Он пожимает плечами.
– Или с друзьями. Не важно.
– Но не с тобой.
Его челюсть напрягается, и он опускает глаза на обувь.
– Не со мной.
– Вообще никогда?
Тогда он встречается со мной глазами, и то, что я вижу, разбивает мне сердце.
– Ясно, – говорю я, проглатывая отчаяние. – Так вот, из чего мне нужно выбирать. Либо жить без тебя полной жизнью, либо остаться с тобой в темноте.
Пол размыкает губы, будто бы собираясь возразить, но потом осознаёт истину сказанных мною слов. Он неторопливо кивает.
Я закрываю глаза, силясь отгородиться от боли, пытаясь не слышать, как отчаянно он шепчет моё имя.
Вновь Пол тянется ко мне, но я отступаю, замечая вспышку боли на его лице до того, как он позволяет равнодушию тщательно осесть в чертах его лица.
«Ага, так держать, – мысленно подстрекаю я. – Вперёд, прячься в своём укрытии». Будто бы того прогресса, что мы достигли, никогда и не было.

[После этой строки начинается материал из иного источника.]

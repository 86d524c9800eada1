use bevy::platform::collections::HashSet;
use bevy::prelude::*;

pub struct RegionsPlugin;

impl Plugin for RegionsPlugin {
    fn build(&self, app: &mut App) {
        app.insert_resource(RegionRegistry::from_slice(REGIONS));
    }
}

/// A named geographic location shown on the globe.
///
/// Adding a region is a data-only change: append to [`REGIONS`].
#[derive(Debug, Clone, PartialEq)]
pub struct Region {
    pub id:        &'static str,
    pub lat:       f32,
    pub lng:       f32,
    pub title:     &'static str,
    pub subtitle:  Option<&'static str>,
    pub phone:     Option<&'static str>,
    /// Reserved for future use (e.g. drawing a coverage circle).
    pub radius_km: Option<f32>,
}

pub const REGIONS: &[Region] = &[
    Region {
        id:        "usa-la",
        lat:       34.0522,
        lng:       -118.2437,
        title:     "USA",
        subtitle:  Some("Los Angeles, Beverly Hills 55a"),
        phone:     Some("+1 213-555-0173"),
        radius_km: None,
    },
    Region {
        id:        "uk-lon",
        lat:       51.5074,
        lng:       -0.1278,
        title:     "United Kingdom",
        subtitle:  Some("London, Borton str. 88"),
        phone:     Some("+44 20 7946 0958"),
        radius_km: None,
    },
];

/// Ordered, read-only set of regions, fixed for the lifetime of the app.
///
/// Ids are unique: a later entry reusing an earlier id is dropped at load
/// time so hotspot hit-results always resolve to one well-defined region.
#[derive(Resource, Debug)]
pub struct RegionRegistry {
    regions: Vec<Region>,
}

impl RegionRegistry {
    pub fn from_slice(source: &[Region]) -> Self {
        let mut seen: HashSet<&str> = HashSet::default();
        let mut regions = Vec::with_capacity(source.len());
        for region in source {
            if seen.insert(region.id) {
                debug!("loaded region {:?}", region);
                regions.push(region.clone());
            } else {
                warn!("duplicate region id {:?} dropped", region.id);
            }
        }
        Self { regions }
    }

    pub fn get(&self, index: usize) -> Option<&Region> { self.regions.get(index) }

    pub fn iter(&self) -> impl Iterator<Item = &Region> { self.regions.iter() }

    #[cfg(test)]
    pub fn len(&self) -> usize { self.regions.len() }
}

#[cfg(test)]
mod tests {
    use super::*;

    const DUPLICATED: &[Region] = &[
        Region {
            id:        "twin",
            lat:       0.0,
            lng:       0.0,
            title:     "First",
            subtitle:  None,
            phone:     None,
            radius_km: None,
        },
        Region {
            id:        "solo",
            lat:       10.0,
            lng:       10.0,
            title:     "Solo",
            subtitle:  None,
            phone:     None,
            radius_km: None,
        },
        Region {
            id:        "twin",
            lat:       20.0,
            lng:       20.0,
            title:     "Second",
            subtitle:  None,
            phone:     None,
            radius_km: None,
        },
    ];

    #[test]
    fn duplicate_ids_keep_first_occurrence() {
        let registry = RegionRegistry::from_slice(DUPLICATED);
        assert_eq!(registry.len(), 2);
        assert_eq!(registry.get(0).map(|r| r.title), Some("First"));
        assert_eq!(registry.get(1).map(|r| r.id), Some("solo"));
    }

    #[test]
    fn registry_preserves_source_order() {
        let registry = RegionRegistry::from_slice(REGIONS);
        let ids: Vec<_> = registry.iter().map(|r| r.id).collect();
        assert_eq!(ids, ["usa-la", "uk-lon"]);
    }

    #[test]
    fn empty_source_yields_empty_registry() {
        let registry = RegionRegistry::from_slice(&[]);
        assert_eq!(registry.len(), 0);
        assert!(registry.get(0).is_none());
    }
}
use bevy::math::Vec2;

/// Sphere radius everything else is anchored to.
pub const GLOBE_RADIUS: f32 = 2.0;

/// Graticule lines sit just above the shell to avoid z-fighting.
pub const GRATICULE_LIFT: f32 = 0.001;

/// Point cloud sits above the graticule.
pub const POINT_CLOUD_LIFT: f32 = 0.005;

/// Hotspots and region dots sit above all decoration.
pub const HOTSPOT_LIFT: f32 = 0.03;

/// Number of stippled surface points.
pub const POINT_CLOUD_COUNT: usize = 3500;

/// Rendered radius of one surface point.
pub const POINT_CLOUD_DOT_RADIUS: f32 = 0.01;

/// Latitude rings every 20° from -60° to 60°.
pub const LATITUDE_RING_STEP: i32 = 20;
pub const LATITUDE_RING_MAX: i32 = 60;

/// Longitude arcs every 20° across the full circle, spanning ±80° latitude.
pub const LONGITUDE_ARC_STEP: i32 = 20;
pub const LONGITUDE_ARC_LAT_MAX: i32 = 80;

/// Angular sampling step for graticule polylines, in degrees.
pub const GRATICULE_SAMPLE_STEP: i32 = 3;

/// Dash duty cycle for graticule lines: of every [`DASH_PERIOD`] segments,
/// the first [`DASH_FILL`] are drawn.
pub const DASH_PERIOD: usize = 4;
pub const DASH_FILL: usize = 3;

/// Wireframe outline tessellation (sectors × stacks).
pub const WIREFRAME_SECTORS: usize = 32;
pub const WIREFRAME_STACKS: usize = 16;

/// Radius of a region's invisible hit-target.
pub const HOTSPOT_HIT_RADIUS: f32 = 0.09;

/// Radius of a region's visible marker dot.
pub const REGION_DOT_RADIUS: f32 = 0.02;

/// Auto-rotation rate around the vertical axis, radians per second.
pub const AUTO_SPIN_RATE: f32 = 0.02;

/// Drag sensitivity, radians per pixel. Horizontal is deliberately faster
/// than vertical.
pub const DRAG_YAW_SENSITIVITY: f32 = 0.005;
pub const DRAG_PITCH_SENSITIVITY: f32 = 0.003;

/// Camera distance from the globe center and vertical field of view.
pub const CAMERA_DISTANCE: f32 = 6.0;
pub const CAMERA_FOV_DEGREES: f32 = 55.0;

/// Tooltip offset from the projected anchor so it clears the cursor.
pub const TOOLTIP_OFFSET: Vec2 = Vec2::new(14.0, -10.0);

– Как давно я здесь? – скорее себя, чем его, спрашиваю я.
Он передёргивает плечами.
– Чуть больше трёх месяцев.
Я киваю, подсчитывая в голове, сколько времени прошло.
Достаточно, чтобы осень перетекла в зиму.
Достаточно, чтобы Пол оставил трость с хромотой, и достаточно, чтобы он начал сидеть ко мне лицом в полном дневном свету, не пытаясь укрыть от моего взгляда шрамы.
Достаточно, чтобы я поняла: произошедшее с Майклом и Итаном не делает меня ужасным человеком.
Достаточно, чтобы я безнадёжно и бесповоротно влюбилась в Пола, пусть сейчас и становится мучительно ясно, что мои чувства не взаимны.
Но самое важное для него…
– Ты выполнил требования своего отца, – произношу я со слабой, печальной улыбкой. – Я проторчала здесь три месяца.
Его лицо искажается от гнева.
– Не надо.
– Поздравляю. Ты получишь своё наследство, чек или что ты там должен был получить.
– Прекрати. Не поэтому…
– Тогда почему, Пол? Почему ты всё это время держал меня рядом? Почему притворялся полноценным человеком, когда, очевидно, используешь только одну половину?
Он моргает, слегка дёрнув головой назад от жестокости моих слов, но я не беру их обратно. Мне хочется сделать ему больно, как он сделал мне. Хочется поднять зеркало и заставить его столкнуться лицом к лицу с трусом, коим он и является.
– Я не хочу, чтобы ты уходила, – говорит он грубовато, спешно задвигавшись и притянув меня к себе, прежде чем я бы успела проложить дистанцию между нами. – Ты это хочешь услышать? Что ты мне нужна? Потому что ты нужна, Оливия. Ты мне нужна.
Я укладываю руки ему на грудь, чуть отталкивая, пусть глаза и полны слёз.
– Я знаю, – голос ломается. – Поэтому мне и нужно уйти. Это неправильно, Пол. Ни для кого из нас. Мне казалось, ты освободился от своего костыля, когда избавился от трости и растерял злобу, но на самом деле старый якорь ты заменил новым. Теперь я твоё оправдание.
Он качает головой, не понимая.
Я встаю на цыпочки, прижимаясь к нему губами в нужде прикоснуться напоследок.
А потом отстраняюсь.
– Я люблю тебя, Пол, но я не могу жить за тебя.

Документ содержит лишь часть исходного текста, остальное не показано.